# Source material
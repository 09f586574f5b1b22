//! Store contract and the binding-driven backends
//!
//! Every backend implements [`Store`]. Key families are attached with
//! [`Store::bind`]; a store then routes each key to the first binding whose
//! namespace and pattern match.

mod binding;
mod driver;
mod executor;
pub mod glob;
mod registry;
mod stream;

#[cfg(feature = "postgres")]
pub mod postgres;

pub use binding::Binding;
pub use driver::BindingStore;
pub use executor::{Executor, NotificationSource};
pub use registry::{ConnectContext, ConnectorRegistry, StoreConnector};
pub use stream::StreamStore;

use crate::error::Result;
use crate::pattern::ExecContext;
use crate::record::{DatatypeMapping, Record};
use async_trait::async_trait;
use bytes::Bytes;
use serde::{Deserialize, Deserializer, Serialize};
use tokio::sync::mpsc;

/// Backend capability consumed by the dispatcher, the REST mirror and the
/// proxy/aggregator layers
#[async_trait]
pub trait Store: Send + Sync {
    async fn get(&self, dbnum: u32, key: &str) -> Result<Bytes>;

    async fn set(&self, dbnum: u32, key: &str, value: Bytes) -> Result<()>;

    async fn del(&self, dbnum: u32, key: &str) -> Result<()>;

    /// Concrete keys whose binding pattern matches the glob
    async fn keys(&self, dbnum: u32, pattern: &str) -> Result<Vec<String>>;

    /// Records behind the keys [`Store::keys`] would return
    async fn list(&self, dbnum: u32, pattern: &str) -> Result<Vec<Record>>;

    async fn bind(&self, conf: &BindConfig) -> Result<()>;

    async fn close(&self) -> Result<()>;

    /// Whether a cache-aside proxy may wrap this store
    fn supports_cache(&self) -> bool {
        true
    }

    fn change_notifier(&self) -> Option<&dyn ChangeNotifier> {
        None
    }
}

/// One committed change reported by a backend
#[derive(Debug, Clone, PartialEq, Eq)]
pub struct ChangeEvent {
    pub table: String,
    pub fields: ExecContext,
}

/// Optional change-notification capability of a store
#[async_trait]
pub trait ChangeNotifier: Send + Sync {
    /// Subscribe to `channel` and forward every event until the
    /// subscription fails or the receiver is dropped
    async fn listen_updates(&self, channel: &str, events: mpsc::Sender<ChangeEvent>) -> Result<()>;

    /// Namespace and concrete key affected by an event
    fn resolve_key(&self, event: &ChangeEvent) -> Option<(u32, String)>;
}

/// Declarative description of one key family
#[derive(Debug, Clone, Default, PartialEq, Serialize, Deserialize)]
#[serde(default)]
pub struct BindConfig {
    #[serde(alias = "pattern")]
    pub key: String,
    pub dbnum: u32,
    #[serde(deserialize_with = "non_empty")]
    pub table_name: Option<String>,
    pub readonly: bool,
    #[serde(deserialize_with = "non_empty")]
    pub where_ext: Option<String>,
    #[serde(deserialize_with = "non_empty")]
    pub get_query: Option<String>,
    #[serde(deserialize_with = "non_empty")]
    pub list_query: Option<String>,
    #[serde(deserialize_with = "non_empty")]
    pub upsert_query: Option<String>,
    #[serde(deserialize_with = "non_empty")]
    pub del_query: Option<String>,
    pub reorganize_nested: bool,
    pub datatype_mapping: Vec<DatatypeMapping>,
}

impl BindConfig {
    /// Bind config synthesized from a table name
    pub fn table(key: impl Into<String>, dbnum: u32, table_name: impl Into<String>) -> Self {
        BindConfig {
            key: key.into(),
            dbnum,
            table_name: Some(table_name.into()),
            ..Default::default()
        }
    }

    /// Bind config with an explicit get template
    pub fn query(key: impl Into<String>, dbnum: u32, get_query: impl Into<String>) -> Self {
        BindConfig {
            key: key.into(),
            dbnum,
            get_query: Some(get_query.into()),
            ..Default::default()
        }
    }
}

/// Blank strings in YAML mean "not configured"
fn non_empty<'de, D: Deserializer<'de>>(deserializer: D) -> Result<Option<String>, D::Error> {
    let value = Option::<String>::deserialize(deserializer)?;
    Ok(value.filter(|s| !s.trim().is_empty()))
}

#[cfg(test)]
mod tests {
    use super::*;

    #[test]
    fn test_bind_config_from_yaml() {
        let conf: BindConfig = serde_yaml::from_str(
            r#"
key: "user_{{id}}"
dbnum: 2
table_name: users
get_query: ""
datatype_mapping:
  - { name: age, type: int }
"#,
        )
        .unwrap();

        assert_eq!(conf.key, "user_{{id}}");
        assert_eq!(conf.dbnum, 2);
        assert_eq!(conf.table_name.as_deref(), Some("users"));
        assert_eq!(conf.get_query, None);
        assert!(!conf.readonly);
        assert_eq!(conf.datatype_mapping.len(), 1);
    }

    #[test]
    fn test_bind_config_pattern_alias() {
        let conf: BindConfig = serde_yaml::from_str("pattern: events").unwrap();
        assert_eq!(conf.key, "events");
    }
}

# About this exercise
The answer should be the first line of the material and every line after it through the line containing "use crate::error::Result;", exactly as written, and nothing else.

# Answer box
repository 09f586574f5b1b22
//! Store contract and the binding-driven backends
//!
//! Every backend implements [`Store`]. Key families are attached with
//! [`Store::bind`]; a store then routes each key to the first binding whose
//! namespace and pattern match.

mod binding;
mod driver;
mod executor;
pub mod glob;
mod registry;
mod stream;

#[cfg(feature = "postgres")]
pub mod postgres;

pub use binding::Binding;
pub use driver::BindingStore;
pub use executor::{Executor, NotificationSource};
pub use registry::{ConnectContext, ConnectorRegistry, StoreConnector};
pub use stream::StreamStore;

use crate::error::Result;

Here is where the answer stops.